- **What is being asked**: Below are records; please give the number of their lines that contain the string "across", and only that number.

- **Exercise inputs**:

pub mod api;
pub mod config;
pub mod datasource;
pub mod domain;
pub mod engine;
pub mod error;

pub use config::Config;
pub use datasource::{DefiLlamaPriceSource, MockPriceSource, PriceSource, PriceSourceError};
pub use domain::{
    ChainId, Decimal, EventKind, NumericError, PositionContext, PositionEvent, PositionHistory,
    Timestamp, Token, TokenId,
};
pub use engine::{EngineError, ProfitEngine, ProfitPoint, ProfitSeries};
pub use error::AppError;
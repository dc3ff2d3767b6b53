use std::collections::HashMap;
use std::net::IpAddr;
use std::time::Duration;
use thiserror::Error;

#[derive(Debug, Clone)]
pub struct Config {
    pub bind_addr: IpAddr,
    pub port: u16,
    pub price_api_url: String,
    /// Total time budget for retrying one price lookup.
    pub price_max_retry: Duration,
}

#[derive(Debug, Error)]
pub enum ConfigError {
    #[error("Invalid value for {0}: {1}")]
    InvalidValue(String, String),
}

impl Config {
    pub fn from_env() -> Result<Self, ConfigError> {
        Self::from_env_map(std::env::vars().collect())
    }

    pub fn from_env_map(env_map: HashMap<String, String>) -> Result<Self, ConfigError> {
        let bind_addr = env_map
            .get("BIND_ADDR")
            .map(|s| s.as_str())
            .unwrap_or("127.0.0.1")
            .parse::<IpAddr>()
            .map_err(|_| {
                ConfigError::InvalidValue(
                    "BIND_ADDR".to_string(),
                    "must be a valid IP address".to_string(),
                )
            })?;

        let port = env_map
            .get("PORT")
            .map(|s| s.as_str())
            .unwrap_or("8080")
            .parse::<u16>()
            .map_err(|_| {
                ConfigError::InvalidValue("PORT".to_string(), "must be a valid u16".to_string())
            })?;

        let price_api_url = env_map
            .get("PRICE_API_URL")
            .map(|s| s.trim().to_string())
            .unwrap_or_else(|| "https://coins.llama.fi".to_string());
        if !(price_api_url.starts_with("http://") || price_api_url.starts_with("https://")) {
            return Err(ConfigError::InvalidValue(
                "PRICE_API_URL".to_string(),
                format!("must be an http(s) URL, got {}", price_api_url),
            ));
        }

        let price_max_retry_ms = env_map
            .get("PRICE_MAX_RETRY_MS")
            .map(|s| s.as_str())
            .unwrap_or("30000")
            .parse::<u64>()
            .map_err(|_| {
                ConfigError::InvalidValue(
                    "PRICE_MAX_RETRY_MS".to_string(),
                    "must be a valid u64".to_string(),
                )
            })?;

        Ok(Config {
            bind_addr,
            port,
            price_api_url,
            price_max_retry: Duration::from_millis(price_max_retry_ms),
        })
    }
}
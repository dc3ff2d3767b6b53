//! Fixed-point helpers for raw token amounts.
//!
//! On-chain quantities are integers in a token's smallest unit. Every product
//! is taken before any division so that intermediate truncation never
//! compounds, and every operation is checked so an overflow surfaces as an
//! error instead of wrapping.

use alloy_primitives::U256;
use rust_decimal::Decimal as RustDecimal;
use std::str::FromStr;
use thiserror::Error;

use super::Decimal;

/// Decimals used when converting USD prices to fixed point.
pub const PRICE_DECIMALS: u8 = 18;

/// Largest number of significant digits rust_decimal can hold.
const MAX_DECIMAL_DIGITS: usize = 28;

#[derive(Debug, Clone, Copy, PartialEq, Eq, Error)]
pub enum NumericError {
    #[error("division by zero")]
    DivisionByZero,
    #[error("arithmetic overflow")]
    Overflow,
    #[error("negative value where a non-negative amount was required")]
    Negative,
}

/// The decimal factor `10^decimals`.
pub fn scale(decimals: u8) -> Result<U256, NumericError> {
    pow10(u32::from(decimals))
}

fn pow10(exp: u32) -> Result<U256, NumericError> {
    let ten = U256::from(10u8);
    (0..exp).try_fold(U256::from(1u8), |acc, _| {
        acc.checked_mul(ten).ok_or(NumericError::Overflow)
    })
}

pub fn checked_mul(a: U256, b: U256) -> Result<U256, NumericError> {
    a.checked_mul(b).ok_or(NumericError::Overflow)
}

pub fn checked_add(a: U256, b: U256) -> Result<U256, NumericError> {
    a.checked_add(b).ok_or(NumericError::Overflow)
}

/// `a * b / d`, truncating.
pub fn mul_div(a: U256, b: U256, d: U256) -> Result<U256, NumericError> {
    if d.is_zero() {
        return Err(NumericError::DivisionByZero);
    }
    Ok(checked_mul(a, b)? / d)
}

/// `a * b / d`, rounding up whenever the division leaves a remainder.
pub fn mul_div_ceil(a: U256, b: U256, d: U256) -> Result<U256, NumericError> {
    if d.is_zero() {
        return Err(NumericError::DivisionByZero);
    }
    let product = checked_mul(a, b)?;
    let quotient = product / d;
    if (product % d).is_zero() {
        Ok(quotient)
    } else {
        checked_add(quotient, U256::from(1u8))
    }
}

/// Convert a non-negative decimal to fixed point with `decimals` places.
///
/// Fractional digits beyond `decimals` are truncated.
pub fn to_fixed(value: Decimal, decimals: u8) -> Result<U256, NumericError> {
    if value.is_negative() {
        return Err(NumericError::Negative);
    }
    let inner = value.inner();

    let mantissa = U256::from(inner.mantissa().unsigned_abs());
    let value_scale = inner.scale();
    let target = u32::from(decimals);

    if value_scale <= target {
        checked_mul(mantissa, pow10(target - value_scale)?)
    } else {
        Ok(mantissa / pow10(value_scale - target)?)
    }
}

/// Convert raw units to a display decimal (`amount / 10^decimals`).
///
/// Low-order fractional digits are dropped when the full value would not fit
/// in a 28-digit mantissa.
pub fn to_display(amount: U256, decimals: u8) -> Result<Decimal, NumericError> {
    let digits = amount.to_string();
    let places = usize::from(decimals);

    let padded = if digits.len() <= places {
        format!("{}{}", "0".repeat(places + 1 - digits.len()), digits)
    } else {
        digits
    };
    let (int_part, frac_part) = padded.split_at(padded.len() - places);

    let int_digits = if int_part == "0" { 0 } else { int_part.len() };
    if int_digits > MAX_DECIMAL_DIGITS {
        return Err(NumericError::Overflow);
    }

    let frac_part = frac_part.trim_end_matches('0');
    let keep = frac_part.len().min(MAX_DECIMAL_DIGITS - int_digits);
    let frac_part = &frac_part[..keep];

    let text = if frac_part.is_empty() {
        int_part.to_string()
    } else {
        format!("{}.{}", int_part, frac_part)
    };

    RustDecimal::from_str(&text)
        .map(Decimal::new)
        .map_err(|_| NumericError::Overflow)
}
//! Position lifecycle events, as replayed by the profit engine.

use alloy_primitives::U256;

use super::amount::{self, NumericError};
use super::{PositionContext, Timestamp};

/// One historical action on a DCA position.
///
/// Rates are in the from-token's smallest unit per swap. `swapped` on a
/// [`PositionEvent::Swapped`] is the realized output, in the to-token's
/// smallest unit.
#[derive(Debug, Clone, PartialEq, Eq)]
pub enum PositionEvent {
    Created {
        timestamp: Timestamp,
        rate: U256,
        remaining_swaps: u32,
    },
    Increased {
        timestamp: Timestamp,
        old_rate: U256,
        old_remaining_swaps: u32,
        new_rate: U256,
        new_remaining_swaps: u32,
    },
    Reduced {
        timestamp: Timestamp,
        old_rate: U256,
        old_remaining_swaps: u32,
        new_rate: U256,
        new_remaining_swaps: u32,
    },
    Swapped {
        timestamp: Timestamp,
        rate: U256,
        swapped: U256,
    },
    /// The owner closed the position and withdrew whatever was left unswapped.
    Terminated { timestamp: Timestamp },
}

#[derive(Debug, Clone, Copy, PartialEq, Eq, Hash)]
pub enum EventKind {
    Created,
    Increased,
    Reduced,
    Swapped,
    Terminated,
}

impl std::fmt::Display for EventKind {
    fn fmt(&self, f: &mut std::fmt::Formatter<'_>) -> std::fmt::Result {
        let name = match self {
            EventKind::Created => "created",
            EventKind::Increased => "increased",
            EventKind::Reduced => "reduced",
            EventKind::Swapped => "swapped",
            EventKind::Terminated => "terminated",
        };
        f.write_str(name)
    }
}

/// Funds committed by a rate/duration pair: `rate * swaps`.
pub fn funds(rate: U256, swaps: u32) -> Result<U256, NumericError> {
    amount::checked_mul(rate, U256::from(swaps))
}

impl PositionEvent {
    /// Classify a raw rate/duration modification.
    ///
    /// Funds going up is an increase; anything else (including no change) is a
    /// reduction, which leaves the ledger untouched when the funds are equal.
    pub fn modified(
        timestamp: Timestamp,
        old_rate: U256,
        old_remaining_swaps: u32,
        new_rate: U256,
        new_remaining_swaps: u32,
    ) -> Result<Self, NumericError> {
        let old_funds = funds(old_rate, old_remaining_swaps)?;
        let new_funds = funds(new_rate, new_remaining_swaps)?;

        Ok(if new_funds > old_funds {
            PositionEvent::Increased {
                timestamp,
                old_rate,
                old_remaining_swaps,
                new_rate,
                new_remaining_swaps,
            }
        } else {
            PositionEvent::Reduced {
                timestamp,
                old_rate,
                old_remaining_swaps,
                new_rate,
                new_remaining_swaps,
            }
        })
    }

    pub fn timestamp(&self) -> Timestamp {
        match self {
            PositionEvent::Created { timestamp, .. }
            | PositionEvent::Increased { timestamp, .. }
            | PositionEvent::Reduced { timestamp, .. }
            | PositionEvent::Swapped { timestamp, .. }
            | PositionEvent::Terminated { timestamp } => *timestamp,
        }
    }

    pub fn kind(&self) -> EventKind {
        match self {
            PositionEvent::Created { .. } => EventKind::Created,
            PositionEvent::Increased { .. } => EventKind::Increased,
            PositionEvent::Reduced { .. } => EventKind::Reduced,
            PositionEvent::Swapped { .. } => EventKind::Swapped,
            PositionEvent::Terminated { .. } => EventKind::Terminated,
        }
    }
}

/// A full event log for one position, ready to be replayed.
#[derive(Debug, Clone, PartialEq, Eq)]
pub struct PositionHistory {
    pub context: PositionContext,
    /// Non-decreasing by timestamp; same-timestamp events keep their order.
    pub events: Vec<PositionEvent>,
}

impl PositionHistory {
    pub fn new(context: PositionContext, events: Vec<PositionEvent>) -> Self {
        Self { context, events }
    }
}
--
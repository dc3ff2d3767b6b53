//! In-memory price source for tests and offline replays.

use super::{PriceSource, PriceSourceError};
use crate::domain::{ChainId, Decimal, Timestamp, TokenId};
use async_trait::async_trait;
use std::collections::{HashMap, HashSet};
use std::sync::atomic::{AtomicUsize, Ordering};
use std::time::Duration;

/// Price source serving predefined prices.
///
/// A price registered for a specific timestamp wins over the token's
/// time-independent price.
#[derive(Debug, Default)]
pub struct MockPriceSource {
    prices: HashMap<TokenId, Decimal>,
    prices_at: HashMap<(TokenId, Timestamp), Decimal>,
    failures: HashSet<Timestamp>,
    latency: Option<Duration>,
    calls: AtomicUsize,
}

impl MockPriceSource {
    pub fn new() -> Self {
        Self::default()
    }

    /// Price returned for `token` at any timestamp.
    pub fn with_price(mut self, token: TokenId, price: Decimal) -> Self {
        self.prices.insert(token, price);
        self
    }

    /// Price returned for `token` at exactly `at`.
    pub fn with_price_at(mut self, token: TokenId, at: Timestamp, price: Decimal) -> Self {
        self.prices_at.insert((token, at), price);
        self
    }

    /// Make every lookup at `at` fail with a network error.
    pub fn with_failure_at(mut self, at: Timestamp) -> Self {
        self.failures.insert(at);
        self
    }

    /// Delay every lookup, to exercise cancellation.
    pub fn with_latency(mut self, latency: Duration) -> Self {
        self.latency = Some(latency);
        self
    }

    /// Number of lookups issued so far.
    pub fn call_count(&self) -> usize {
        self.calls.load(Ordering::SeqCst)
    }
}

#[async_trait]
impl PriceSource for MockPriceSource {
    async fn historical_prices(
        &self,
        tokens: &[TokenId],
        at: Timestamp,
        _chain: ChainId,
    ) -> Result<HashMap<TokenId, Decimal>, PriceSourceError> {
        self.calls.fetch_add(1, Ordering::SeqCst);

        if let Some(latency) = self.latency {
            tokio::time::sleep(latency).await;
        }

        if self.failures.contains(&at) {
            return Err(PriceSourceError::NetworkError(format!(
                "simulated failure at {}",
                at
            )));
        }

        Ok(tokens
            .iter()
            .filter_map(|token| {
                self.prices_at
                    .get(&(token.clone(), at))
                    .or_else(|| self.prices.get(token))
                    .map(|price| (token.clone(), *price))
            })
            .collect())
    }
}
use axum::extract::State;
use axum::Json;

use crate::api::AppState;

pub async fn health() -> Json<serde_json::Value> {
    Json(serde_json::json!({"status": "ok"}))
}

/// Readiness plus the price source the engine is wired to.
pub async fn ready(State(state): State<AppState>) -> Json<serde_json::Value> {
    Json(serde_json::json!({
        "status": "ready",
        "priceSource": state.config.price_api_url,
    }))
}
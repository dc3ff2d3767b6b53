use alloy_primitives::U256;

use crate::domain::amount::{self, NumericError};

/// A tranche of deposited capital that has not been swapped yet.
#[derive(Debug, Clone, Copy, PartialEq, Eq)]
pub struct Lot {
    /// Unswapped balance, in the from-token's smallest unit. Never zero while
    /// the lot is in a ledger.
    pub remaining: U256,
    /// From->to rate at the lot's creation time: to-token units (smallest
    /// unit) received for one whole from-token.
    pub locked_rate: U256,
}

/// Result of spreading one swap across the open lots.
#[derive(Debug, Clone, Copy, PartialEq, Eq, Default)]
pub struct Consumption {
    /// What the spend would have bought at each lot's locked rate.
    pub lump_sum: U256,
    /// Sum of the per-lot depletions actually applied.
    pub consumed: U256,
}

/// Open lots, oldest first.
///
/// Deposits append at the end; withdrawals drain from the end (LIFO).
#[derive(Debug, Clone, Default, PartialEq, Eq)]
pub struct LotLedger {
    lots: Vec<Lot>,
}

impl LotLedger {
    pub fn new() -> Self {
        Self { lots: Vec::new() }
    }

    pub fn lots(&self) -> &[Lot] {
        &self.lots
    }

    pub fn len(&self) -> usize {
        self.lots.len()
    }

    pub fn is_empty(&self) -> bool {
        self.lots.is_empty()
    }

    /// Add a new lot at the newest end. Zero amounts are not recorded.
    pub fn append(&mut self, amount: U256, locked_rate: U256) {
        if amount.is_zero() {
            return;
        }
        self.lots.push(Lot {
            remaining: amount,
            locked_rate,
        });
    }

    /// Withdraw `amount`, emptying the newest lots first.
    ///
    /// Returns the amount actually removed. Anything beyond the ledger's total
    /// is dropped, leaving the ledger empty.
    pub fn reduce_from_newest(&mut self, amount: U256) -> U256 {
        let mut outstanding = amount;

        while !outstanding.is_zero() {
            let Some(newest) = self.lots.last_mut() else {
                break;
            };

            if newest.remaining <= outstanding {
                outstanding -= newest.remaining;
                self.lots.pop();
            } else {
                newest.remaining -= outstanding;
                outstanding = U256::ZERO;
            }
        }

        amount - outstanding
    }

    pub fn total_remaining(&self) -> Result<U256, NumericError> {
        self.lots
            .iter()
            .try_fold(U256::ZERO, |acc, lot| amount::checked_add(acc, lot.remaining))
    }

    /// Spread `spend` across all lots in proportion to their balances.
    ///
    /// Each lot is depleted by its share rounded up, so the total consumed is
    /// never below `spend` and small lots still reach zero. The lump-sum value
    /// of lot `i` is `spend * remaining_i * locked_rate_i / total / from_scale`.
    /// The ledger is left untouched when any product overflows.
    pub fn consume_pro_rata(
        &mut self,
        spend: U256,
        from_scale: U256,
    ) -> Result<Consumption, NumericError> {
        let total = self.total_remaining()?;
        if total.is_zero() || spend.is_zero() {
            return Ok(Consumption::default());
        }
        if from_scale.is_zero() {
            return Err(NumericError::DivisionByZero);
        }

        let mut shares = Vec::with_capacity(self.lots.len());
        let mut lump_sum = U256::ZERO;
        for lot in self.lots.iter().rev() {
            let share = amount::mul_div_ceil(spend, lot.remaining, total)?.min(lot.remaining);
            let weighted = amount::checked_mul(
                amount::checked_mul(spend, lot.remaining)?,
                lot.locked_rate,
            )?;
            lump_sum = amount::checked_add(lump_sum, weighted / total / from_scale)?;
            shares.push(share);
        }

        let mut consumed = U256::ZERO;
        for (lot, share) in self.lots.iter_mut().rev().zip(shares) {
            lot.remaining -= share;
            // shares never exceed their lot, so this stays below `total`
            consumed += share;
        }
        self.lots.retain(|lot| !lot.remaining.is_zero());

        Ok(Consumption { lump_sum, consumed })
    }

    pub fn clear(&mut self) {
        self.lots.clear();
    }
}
---
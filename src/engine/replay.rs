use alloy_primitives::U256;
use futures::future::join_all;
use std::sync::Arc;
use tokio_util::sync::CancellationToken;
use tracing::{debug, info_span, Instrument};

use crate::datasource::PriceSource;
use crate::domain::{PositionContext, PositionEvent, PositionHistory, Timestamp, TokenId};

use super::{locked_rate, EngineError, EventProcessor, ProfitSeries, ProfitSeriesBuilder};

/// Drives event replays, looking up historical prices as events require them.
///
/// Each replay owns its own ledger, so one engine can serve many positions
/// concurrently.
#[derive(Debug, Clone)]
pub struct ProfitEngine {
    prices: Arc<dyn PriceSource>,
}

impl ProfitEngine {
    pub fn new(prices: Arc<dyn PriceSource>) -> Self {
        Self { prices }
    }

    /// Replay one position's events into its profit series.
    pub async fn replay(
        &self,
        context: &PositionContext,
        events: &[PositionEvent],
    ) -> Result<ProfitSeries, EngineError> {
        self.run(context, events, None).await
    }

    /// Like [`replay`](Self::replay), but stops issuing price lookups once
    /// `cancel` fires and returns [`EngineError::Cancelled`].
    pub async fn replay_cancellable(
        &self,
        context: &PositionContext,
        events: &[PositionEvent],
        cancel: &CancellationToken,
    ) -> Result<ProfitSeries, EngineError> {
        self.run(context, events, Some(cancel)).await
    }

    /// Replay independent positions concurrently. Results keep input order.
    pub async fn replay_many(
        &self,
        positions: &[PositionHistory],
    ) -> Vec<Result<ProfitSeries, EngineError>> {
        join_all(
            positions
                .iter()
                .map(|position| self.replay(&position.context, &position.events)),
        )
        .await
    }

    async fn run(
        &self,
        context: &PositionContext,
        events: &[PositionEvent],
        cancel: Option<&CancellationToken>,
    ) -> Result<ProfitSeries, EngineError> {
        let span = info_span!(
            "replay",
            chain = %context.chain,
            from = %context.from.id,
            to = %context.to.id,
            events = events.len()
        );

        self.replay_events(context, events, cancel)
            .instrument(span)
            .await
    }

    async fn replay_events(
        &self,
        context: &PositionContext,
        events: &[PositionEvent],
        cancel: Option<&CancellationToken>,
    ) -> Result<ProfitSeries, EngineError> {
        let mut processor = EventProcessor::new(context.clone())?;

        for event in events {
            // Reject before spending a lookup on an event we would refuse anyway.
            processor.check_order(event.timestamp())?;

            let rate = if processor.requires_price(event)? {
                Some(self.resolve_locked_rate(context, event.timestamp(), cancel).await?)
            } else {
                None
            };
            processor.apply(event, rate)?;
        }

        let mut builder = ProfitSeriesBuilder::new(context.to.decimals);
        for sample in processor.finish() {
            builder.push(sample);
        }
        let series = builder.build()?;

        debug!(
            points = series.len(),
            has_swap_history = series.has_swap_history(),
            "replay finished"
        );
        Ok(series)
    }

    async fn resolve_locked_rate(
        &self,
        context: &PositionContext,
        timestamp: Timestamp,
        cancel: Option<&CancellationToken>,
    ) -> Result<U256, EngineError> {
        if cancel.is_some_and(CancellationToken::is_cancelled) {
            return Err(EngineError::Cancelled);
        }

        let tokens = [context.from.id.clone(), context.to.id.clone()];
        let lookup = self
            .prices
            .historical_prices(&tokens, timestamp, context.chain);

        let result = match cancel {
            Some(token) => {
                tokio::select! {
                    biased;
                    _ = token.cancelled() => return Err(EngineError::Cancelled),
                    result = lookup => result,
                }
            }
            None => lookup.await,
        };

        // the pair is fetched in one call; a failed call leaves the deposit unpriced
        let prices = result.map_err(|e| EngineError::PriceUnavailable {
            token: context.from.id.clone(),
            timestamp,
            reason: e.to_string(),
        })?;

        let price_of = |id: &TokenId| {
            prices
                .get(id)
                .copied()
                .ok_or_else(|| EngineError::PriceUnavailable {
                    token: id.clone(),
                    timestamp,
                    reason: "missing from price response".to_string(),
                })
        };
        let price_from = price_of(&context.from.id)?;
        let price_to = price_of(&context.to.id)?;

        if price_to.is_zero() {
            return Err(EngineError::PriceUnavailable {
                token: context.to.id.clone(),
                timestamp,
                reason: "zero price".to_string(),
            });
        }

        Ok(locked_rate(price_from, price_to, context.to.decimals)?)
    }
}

- **Answer to the problem**: 2